Между прочим из нашего выпуска (1893 г.) вышло впоследствии немало профессоров медицины.
Этот расцвет медицины, который я обрисовал выше, являлся одной стороной общего подъема русской культуры в 60-х годах. Этот период характеризуется расцветом литературы -- Лев Толстой, Тургенев, Гончаров, Салтыков-Щедрин, Успенский, Помяловский, Решетников и ряд других; публицистики -- Герцен, Чернышевский, Добролюбов, Писарев; живописи -- Крамской, Перов, Суриков, Репин и другие "передвижники"; музыки -- Мусоргский, Бородин, Чайковский, Римскта-Корсаков, Цезарь Кюи ("могучая кучка"); науки -- Менделеев, Бутлеров, Тимирязев, Сеченов, Мечников, братья А. О. и В. О. Ковалевские, М. М. Ковалевский, П. Г. Виноградов, Ключевский и многие другие.

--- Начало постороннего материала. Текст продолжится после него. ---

//! Compilation/evaluation context.
//!
//! One [Context] holds everything with query-spanning lifetime: the
//! backend handle, the datatype store, id counters for variables and
//! columns, accumulated diagnostics, and the per-stage dumps.

use anyhow::Result;

use crate::ast::cols::{ColName, ColTree};
use crate::ast::pt::ColumnVar;
use crate::ast::tc::{TcExpr, TcVar};
use crate::ast::ty::{Ty, TypeStore};
use crate::backend::Backend;
use crate::error::{ErrorMessage, ErrorMessages, Span};
use crate::eval;
use crate::parser;
use crate::semantic;
use crate::utils::{IdGenerator, NameGenerator};
use crate::value::Value;

/// Pipeline stages with dumpable intermediate state, in order.
#[derive(Debug, Clone, Copy, PartialEq, Eq, strum::Display, strum::AsRefStr)]
#[strum(serialize_all = "lowercase")]
pub enum DumpStage {
    Parser,
    Resolve,
    Normalize,
    Unify,
    MovePaths,
    BindNil,
    Dequantify,
    Tuplify,
    TypeInf,
    NoRenames,
    BaseOpt,
    StepJoins,
}

#[derive(Debug, Clone, Default)]
pub struct Options {
    /// Record intermediate state after every pass.
    pub dump: bool,
    /// Record evaluation trace lines.
    pub trace: bool,
}

/// A compiled query, ready to run any number of times.
#[derive(Debug)]
pub struct Query {
    pub(crate) tc: TcExpr,
    pub(crate) datatype: Ty,
    pub(crate) colnames: ColTree,
}

impl Query {
    pub fn datatype(&self) -> Ty {
        self.datatype
    }

    pub fn colnames(&self) -> &ColTree {
        &self.colnames
    }
}

pub struct Context {
    pub(crate) backend: Box<dyn Backend>,
    pub(crate) types: TypeStore,
    pub options: Options,

    pub(crate) errors: Vec<ErrorMessage>,
    pub(crate) warnings: Vec<ErrorMessage>,
    pub(crate) dumps: Vec<(DumpStage, String)>,
    pub(crate) trace: Vec<String>,

    column_ids: IdGenerator<usize>,
    var_ids: IdGenerator<usize>,
    colnames: NameGenerator,
}

impl Context {
    pub fn new(backend: Box<dyn Backend>) -> Self {
        Context {
            backend,
            types: TypeStore::new(),
            options: Options::default(),
            errors: Vec::new(),
            warnings: Vec::new(),
            dumps: Vec::new(),
            trace: Vec::new(),
            column_ids: IdGenerator::new(),
            var_ids: IdGenerator::new(),
            colnames: NameGenerator::new(".C"),
        }
    }

    pub fn with_options(mut self, options: Options) -> Self {
        self.options = options;
        self
    }

    /// Compile a query string down to executable tuple calculus.
    ///
    /// On failure the accumulated errors are returned (and also remain
    /// readable via [Context::errors] until the next compilation).
    pub fn compile(&mut self, text: &str) -> Result<Query, ErrorMessages> {
        self.errors.clear();
        self.warnings.clear();
        self.dumps.clear();

        let result = parser::parse(self, text)
            .and_then(|pt| semantic::resolve(self, pt))
            .and_then(|tc| crate::opt::optimize(self, tc));

        match result {
            Ok(query) if self.errors.is_empty() => Ok(query),
            Ok(_) => Err(self.error_messages().composed("query", text, false)),
            Err(e) => {
                let mut messages = crate::error::downcast(e);
                messages.inner.extend(self.errors.iter().cloned());
                Err(messages.composed("query", text, false))
            }
        }
    }

    /// Evaluate a compiled query against the backend.
    pub fn run(&mut self, query: &Query) -> Result<Value, ErrorMessages> {
        self.trace.clear();
        eval::run(self, query).map_err(crate::error::downcast)
    }

    // ---- diagnostics ----

    pub fn errors(&self) -> ErrorMessages {
        self.error_messages()
    }

    pub fn warnings(&self) -> ErrorMessages {
        ErrorMessages {
            inner: self.warnings.clone(),
        }
    }

    /// The per-stage dumps recorded so far, oldest first. Draining.
    pub fn take_dumps(&mut self) -> Vec<(DumpStage, String)> {
        std::mem::take(&mut self.dumps)
    }

    /// The evaluation trace recorded by the last run. Draining.
    pub fn take_trace(&mut self) -> Vec<String> {
        std::mem::take(&mut self.trace)
    }

    fn error_messages(&self) -> ErrorMessages {
        ErrorMessages {
            inner: self.errors.clone(),
        }
    }

    pub(crate) fn complain(&mut self, span: Option<Span>, text: String) {
        self.errors.push(ErrorMessage {
            reason: text,
            hint: None,
            span,
            display: None,
            location: None,
        });
    }

    pub(crate) fn warn(&mut self, span: Option<Span>, text: String) {
        self.warnings.push(ErrorMessage {
            reason: text,
            hint: None,
            span,
            display: None,
            location: None,
        });
    }

    pub(crate) fn add_dump(&mut self, stage: DumpStage, text: String) {
        if self.options.dump {
            self.dumps.push((stage, text));
        }
    }

    // ---- id services ----

    pub(crate) fn next_column_id(&mut self) -> usize {
        self.column_ids.next().unwrap()
    }

    /// A column variable with a system-chosen name.
    pub(crate) fn fresh_columnvar(&mut self) -> ColumnVar {
        let id = self.next_column_id();
        ColumnVar::new(format!(".t{}", id), id, None)
    }

    /// A fresh anonymous column name.
    pub(crate) fn fresh_colname(&mut self) -> ColName {
        ColName::new(self.colnames.gen())
    }

    /// A fresh tuple-calculus variable.
    pub(crate) fn fresh_tcvar(&mut self) -> TcVar {
        TcVar::new(self.var_ids.next().unwrap())
    }
}
//! End-to-end query tests over an in-memory graph.

use pql_compiler::{Context, MemGraph, Oid, Options, Value};

/// The standard four-node graph:
/// `A-friend->B`, `A-friend->C`, `B-friend->D`, `B-parent->D`.
fn friends() -> (Context, Oid, Oid, Oid, Oid) {
    let mut g = MemGraph::new();
    let a = g.add_object();
    let b = g.add_object();
    let c = g.add_object();
    let d = g.add_object();
    g.add_edge(a, "friend", Value::Struct(b));
    g.add_edge(a, "friend", Value::Struct(c));
    g.add_edge(b, "friend", Value::Struct(d));
    g.add_edge(b, "parent", Value::Struct(d));
    g.set_global("A", Value::Struct(a));
    g.set_global("B", Value::Struct(b));
    g.set_global("C", Value::Struct(c));
    g.set_global("D", Value::Struct(d));
    (Context::new(Box::new(g)), a, b, c, d)
}

fn run(ctx: &mut Context, text: &str) -> Value {
    let q = ctx
        .compile(text)
        .unwrap_or_else(|e| panic!("compile failed for {:?}:\n{}", text, e));
    ctx.run(&q).expect("run failed")
}

fn as_sorted_objs(v: &Value) -> Vec<Oid> {
    let mut out: Vec<Oid> = v
        .coll_items()
        .iter()
        .map(|x| match x {
            Value::Struct(oid) => *oid,
            other => panic!("expected an object, got {}", other),
        })
        .collect();
    out.sort();
    out
}

#[test]
fn one_edge() {
    let (mut ctx, _, b, c, _) = friends();
    let v = run(&mut ctx, "select X from A.friend as X");
    assert_eq!(as_sorted_objs(&v), vec![b, c]);
}

#[test]
fn transitive_closure() {
    let (mut ctx, _, b, c, d) = friends();
    let v = run(&mut ctx, "select X from A.friend+ as X");
    assert_eq!(as_sorted_objs(&v), vec![b, c, d]);
}

#[test]
fn exists_filter() {
    let (mut ctx, _, b, _, _) = friends();
    let v = run(
        &mut ctx,
        "select X from A.friend as X where exists Y in X.friend: Y = D",
    );
    assert_eq!(as_sorted_objs(&v), vec![b]);
}

#[test]
fn count_across_two_steps() {
    let (mut ctx, ..) = friends();
    // only B -> D matches the second step
    let v = run(
        &mut ctx,
        "select count(Y) from A.friend as X, X.friend as Y",
    );
    assert_eq!(v.coll_items(), &[Value::Int(1)]);
}

#[test]
fn concatenated_paths() {
    let (mut ctx, _, _, _, d) = friends();
    let v = run(
        &mut ctx,
        "select X.friend ++ X.parent from A.friend as X",
    );
    // X=B contributes [D (via friend), D (via parent)]; C has neither
    // edge, so its row does not survive the hoisted walks
    assert_eq!(
        v.coll_items(),
        &[Value::Sequence(vec![Value::Struct(d), Value::Struct(d)])]
    );
}

#[test]
fn distinct_over_alternation() {
    let (mut ctx, _, _, _, d) = friends();
    let v = run(
        &mut ctx,
        "select distinct E from A.friend as X, X.(friend|parent) as Y as E",
    );
    // both alternatives reach D; distinct collapses them into an
    // ordered sequence of the one object
    assert!(matches!(v, Value::Sequence(_)));
    assert_eq!(v.coll_items(), &[Value::Struct(d)]);
}

#[test]
fn reversed_edge() {
    let (mut ctx, a, ..) = friends();
    let v = run(&mut ctx, "select X from B.@friend as X");
    assert_eq!(as_sorted_objs(&v), vec![a]);
}

#[test]
fn optional_edge_keeps_the_row() {
    let (mut ctx, _, b, c, d) = friends();
    // skipping the optional step stays at X, so every X survives;
    // B additionally reaches D by taking it
    let v = run(
        &mut ctx,
        "select Y from A.friend as X, X.friend? as Y",
    );
    assert_eq!(as_sorted_objs(&v), vec![b, c, d]);
}

#[test]
fn star_includes_the_start() {
    let (mut ctx, _, b, _, d) = friends();
    let v = run(&mut ctx, "select X from B.friend* as X");
    // zero steps stays at B; one step reaches D
    assert_eq!(as_sorted_objs(&v), vec![b, d]);
}

#[test]
fn repeat_terminates_on_cycles() {
    let mut g = MemGraph::new();
    let a = g.add_object();
    let b = g.add_object();
    g.add_edge(a, "next", Value::Struct(b));
    g.add_edge(b, "next", Value::Struct(a));
    g.set_global("A", Value::Struct(a));
    let mut ctx = Context::new(Box::new(g));
    let v = run(&mut ctx, "select X from A.next+ as X");
    assert_eq!(as_sorted_objs(&v), vec![a, b]);
}

#[test]
fn repeat_with_no_extension_returns_the_input() {
    let (mut ctx, _, _, c, _) = friends();
    // C has no outgoing friend edges at all
    let v = run(&mut ctx, "select X from C.friend* as X");
    assert_eq!(as_sorted_objs(&v), vec![c]);
}

#[test]
fn shared_prefix_evaluates_once() {
    let (mut ctx, _, _, _, d) = friends();
    // A.friend is walked once; the second path continues from X
    let v = run(
        &mut ctx,
        "select Y from A.friend as X, A.friend.friend as Y",
    );
    assert_eq!(as_sorted_objs(&v), vec![d]);
}

#[test]
fn where_clause_comparisons() {
    let (mut ctx, _, b, ..) = friends();
    let v = run(&mut ctx, "select X from A.friend as X where X = B");
    assert_eq!(as_sorted_objs(&v), vec![b]);

    let v = run(&mut ctx, "select X from A.friend as X where X != B");
    assert_eq!(v.coll_items().len(), 1);
}

#[test]
fn arithmetic_and_aggregates() {
    let (mut ctx, ..) = friends();
    assert_eq!(
        run(&mut ctx, "select 2 + 3 * 4 from A.friend as X"),
        Value::Set(vec![Value::Int(14), Value::Int(14)])
    );
    assert_eq!(
        run(&mut ctx, "1 / 0"),
        Value::Nil
    );
    assert_eq!(run(&mut ctx, "sum(set(2))"), Value::Int(2));
}

#[test]
fn string_matching() {
    let (mut ctx, _, b, c, _) = friends();
    let v = run(&mut ctx, "select X from A.\"fr%\" as X");
    assert_eq!(as_sorted_objs(&v), vec![b, c]);
}

#[test]
fn assignment_scopes_over_the_query() {
    let (mut ctx, ..) = friends();
    assert_eq!(run(&mut ctx, "n := 4; n * n"), Value::Int(16));
}

#[test]
fn group_by_nests() {
    let (mut ctx, ..) = friends();
    let v = run(
        &mut ctx,
        "select G from A.friend as X, X.friend as Y group by X as G",
    );
    // one group: X=B with its single friend
    assert_eq!(v.coll_items().len(), 1);
}

#[test]
fn booleans_and_quantifier_over_literals() {
    let (mut ctx, ..) = friends();
    assert_eq!(
        run(&mut ctx, "for all Z in set(2): Z = 2"),
        Value::Bool(true)
    );
    assert_eq!(
        run(&mut ctx, "exists Z in set(2): Z = 3"),
        Value::Bool(false)
    );
}

#[test]
fn compile_error_reports_messages() {
    let (mut ctx, ..) = friends();
    let err = ctx.compile("select from").unwrap_err();
    assert!(!err.inner.is_empty());
    // the report renders with a span marker
    assert!(err.inner[0].span.is_some());
}

#[test]
fn unknown_global_fails_at_eval_time() {
    let (mut ctx, ..) = friends();
    let q = ctx.compile("select X from Zork.friend as X").unwrap();
    assert!(ctx.run(&q).is_err());
}

#[test]
fn dumps_cover_every_stage() {
    use pql_compiler::DumpStage;
    let (mut ctx, ..) = friends();
    ctx.options = Options {
        dump: true,
        trace: false,
    };
    let _ = ctx.compile("select X from A.friend as X").unwrap();
    let dumps = ctx.take_dumps();
    let stages: Vec<DumpStage> = dumps.iter().map(|(s, _)| *s).collect();
    for want in [
        DumpStage::Parser,
        DumpStage::Resolve,
        DumpStage::Normalize,
        DumpStage::Unify,
        DumpStage::MovePaths,
        DumpStage::BindNil,
        DumpStage::Dequantify,
        DumpStage::Tuplify,
        DumpStage::TypeInf,
        DumpStage::NoRenames,
        DumpStage::BaseOpt,
        DumpStage::StepJoins,
    ] {
        assert!(stages.contains(&want), "missing dump stage {}", want);
    }
}

#[test]
fn trace_records_evaluation() {
    let (mut ctx, ..) = friends();
    ctx.options = Options {
        dump: false,
        trace: true,
    };
    let q = ctx.compile("select X from A.friend as X").unwrap();
    let _ = ctx.run(&q).unwrap();
    let trace = ctx.take_trace();
    assert!(trace.iter().any(|l| l.starts_with("step")));
    assert!(trace.iter().any(|l| l.starts_with("map")));
}

#[test]
fn queries_run_repeatedly() {
    let (mut ctx, _, b, c, _) = friends();
    let q = ctx.compile("select X from A.friend as X").unwrap();
    for _ in 0..3 {
        let v = ctx.run(&q).unwrap();
        assert_eq!(as_sorted_objs(&v), vec![b, c]);
    }
}

#[test]
fn new_object_creates_graph_state() {
    let (mut ctx, ..) = friends();
    let v = run(&mut ctx, "new");
    assert!(matches!(v, Value::Struct(_)));
}
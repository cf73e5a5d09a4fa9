//! Apply and remove all rename nodes.
//!
//! Because column names are distinguished by identity (even when the
//! user recklessly spells two of them the same), substituting the new
//! name for the old throughout the subtree below a rename can neither
//! capture nor conflate anything. And because every name arises
//! structurally rather than being read from the database on the fly,
//! afterwards no renames remain.

use anyhow::Result;

use crate::ast::cols::{ColName, ColTree};
use crate::ast::tc::{fold_expr_kind, TcExpr, TcExprKind, TcFold, TcVar};
use crate::context::Context;

pub fn norenames(_ctx: &mut Context, te: TcExpr) -> Result<TcExpr> {
    let mut nr = NoRenames { stack: Vec::new() };
    let te = nr.fold_expr(te)?;
    assert!(nr.stack.is_empty());
    Ok(te)
}

struct NoRenames {
    /// Renames in effect for the subtree currently being walked,
    /// innermost last.
    stack: Vec<(Option<ColName>, ColName)>,
}

impl NoRenames {
    fn subst(&self, col: ColName) -> ColName {
        for (old, new) in self.stack.iter().rev() {
            if old.as_ref() == Some(&col) {
                return new.clone();
            }
        }
        col
    }

    fn subst_coltree(&self, ct: ColTree) -> ColTree {
        match ct {
            ColTree::Scalar(c) => ColTree::Scalar(self.subst(c)),
            ColTree::Tuple { whole, members } => ColTree::Tuple {
                whole: self.subst(whole),
                members: members.into_iter().map(|m| self.subst_coltree(m)).collect(),
            },
        }
    }
}

impl TcFold for NoRenames {
    fn fold_expr(&mut self, mut e: TcExpr) -> Result<TcExpr> {
        if let TcExprKind::Rename {
            sub,
            oldcol,
            newcol,
        } = e.kind
        {
            self.stack.push((oldcol.clone(), newcol.clone()));
            let mut sub = self.fold_expr(*sub)?;
            self.stack.pop();

            // a whole-value rename names the sub's one column directly
            if oldcol.is_none() {
                sub.colnames = sub.colnames.map(|ct| ct.with_whole(newcol));
            }
            return Ok(sub);
        }

        e.kind = self.fold_expr_kind(e.kind)?;
        e.colnames = e.colnames.map(|ct| self.subst_coltree(ct));
        Ok(e)
    }

    fn fold_expr_kind(&mut self, kind: TcExprKind) -> Result<TcExprKind> {
        fold_expr_kind(self, kind)
    }

    fn fold_colname(&mut self, col: ColName) -> Result<ColName> {
        Ok(self.subst(col))
    }

    fn fold_var(&mut self, var: TcVar) -> Result<TcVar> {
        if let Some(ct) = var.coltree() {
            var.set_coltree(self.subst_coltree(ct));
        }
        Ok(var)
    }
}

#[cfg(test)]
mod test {
    use super::*;
    use crate::backend::MemGraph;
    use crate::parser;
    use crate::semantic;

    fn derenamed(text: &str) -> (Context, TcExpr) {
        let mut ctx = Context::new(Box::new(MemGraph::new()));
        let pt = parser::parse(&mut ctx, text).unwrap();
        let pt = semantic::resolve::resolve_vars(&mut ctx, pt).unwrap();
        let pt = semantic::normalize::normalize(&mut ctx, pt).unwrap();
        let pt = semantic::unify::unify(&mut ctx, pt).unwrap();
        let pt = semantic::movepaths::movepaths(&mut ctx, pt).unwrap();
        let pt = semantic::bindnil::bindnil(&mut ctx, pt).unwrap();
        let pt = semantic::dequantify::dequantify(&mut ctx, pt).unwrap();
        let mut tc = semantic::tuplify::tuplify(&mut ctx, pt).unwrap();
        semantic::typeinf::typeinf(&mut ctx, &mut tc).unwrap();
        let tc = norenames(&mut ctx, tc).unwrap();
        (ctx, tc)
    }

    fn count_renames(tc: &TcExpr) -> usize {
        struct Counter(usize);
        impl TcFold for Counter {
            fn fold_expr_kind(&mut self, kind: TcExprKind) -> Result<TcExprKind> {
                if matches!(kind, TcExprKind::Rename { .. }) {
                    self.0 += 1;
                }
                fold_expr_kind(self, kind)
            }
        }
        let mut c = Counter(0);
        c.fold_expr(tc.clone()).unwrap();
        c.0
    }

    #[test]
    fn no_rename_remains() {
        for q in [
            "select X from A.friend as X",
            "select X from A.friend? as X",
            "select distinct E from A.friend as X, X.(friend|parent) as Y as E",
        ] {
            let (_, tc) = derenamed(q);
            assert_eq!(count_renames(&tc), 0, "query {:?}", q);
        }
    }

    #[test]
    fn still_typechecks_after_reinference() {
        let (mut ctx, mut tc) =
            derenamed("select X from A.friend as X where exists Y in X.friend: Y = D");
        semantic::typeinf::typeinf(&mut ctx, &mut tc).unwrap();
        semantic::typecheck::typecheck(&mut ctx, &tc).unwrap();
        assert!(ctx.errors().is_empty(), "{}", ctx.errors());
    }
}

В начале 60-х годов несколько молодых врачей были посланы за границу для занятий. Европейские биологические науки, и в частности медицина, переживали в это время период коренной ломки. Работы Дарвина, Пастера, Вирхова произвели переворот в естествознании и медицине. Русские молодые естественники и врачи приобщились к этому живому научному движению. Из их числа и вышли вышеприведенные светила медицины. Реакция 80-х годов и следующих за ними угнетающе действовала на все стороны культурной жизни, в том числе и на университетскую науку: наиболее выдающиеся профессора, согласно вышеприведенному деляновскому принципу, удалялись постепенно из университетов -- Менделеев, Тимирязев, Ковалевский, Виноградов, Муромцев, Эрисман; другие деградируют; на смену более талантливым идут менее талантливые: Бабухина сменил Огнев, Склифасовского -- Спижарный, Корсакова -- Сербский и т. д., а равных Захарьину, Остроумову, Филатову, Эрисману некого назвать. И понятно, почему: наиболее талантливые, инициативные студенты участвовали в революционном или по крайней мере студенческом движении, исключались, превращались в "неблагонадежных" и не могли быть поэтому оставлены при университете для подготовки к профессорскому званию; другие просто не хотели итти в услужение и холопствовать у разных Захарьиных; евреи, будь они хоть семи пядей во лбу, не оставлялись совсем при университете и не допускались к занятию профессорских кафедр.
И чем дальше, тем хуже: в 1911 году министр "народного просвещения" Кассо производит радикальную "чистку" профессуры, которая вызывает протесты и массовый уход из университета всей прогрессивной профессуры. Медицинская наука, изгоняемая из университетов, находит порой приют в городских и земских самоуправлениях: там, в городских и земских больницах, вырабатываются выдающиеся хирурги, терапевты, санитарные врачи, невропатологи (Вейсброд, Обух, Хрущев, Тезяков, Сысин, Кащенко, Яковенко и ряд других). Только при советской власти все выдающиеся врачи, независимо от их национальности, привлечены к научной, лечебной, профилактической и широкой общественной медицинской работе; выдвигаются из низов новые, молодые таланты, создается множество научно-исследовательских институтов во главе со Всесоюзным институтом экспериментальной медицины (ВИЭМ). Медицинские институты для подготовки врачей растут численно и привлекают в свои стены студентов из рабочих, крестьян и интеллигенции всех национальностей, населяющих Советский Союз, преподавание в них ставится на правильных основаниях. Положение врачей и постановка медицинского образования коренным образом улучшаются после исторического выступления товарища Сталина на семнадцатом съезде партии. Пристальное внимание партии и правительства обращено на фронт медицины, -- при этих условиях быстрый рост и пышный расцвет советской медицины обеспечены.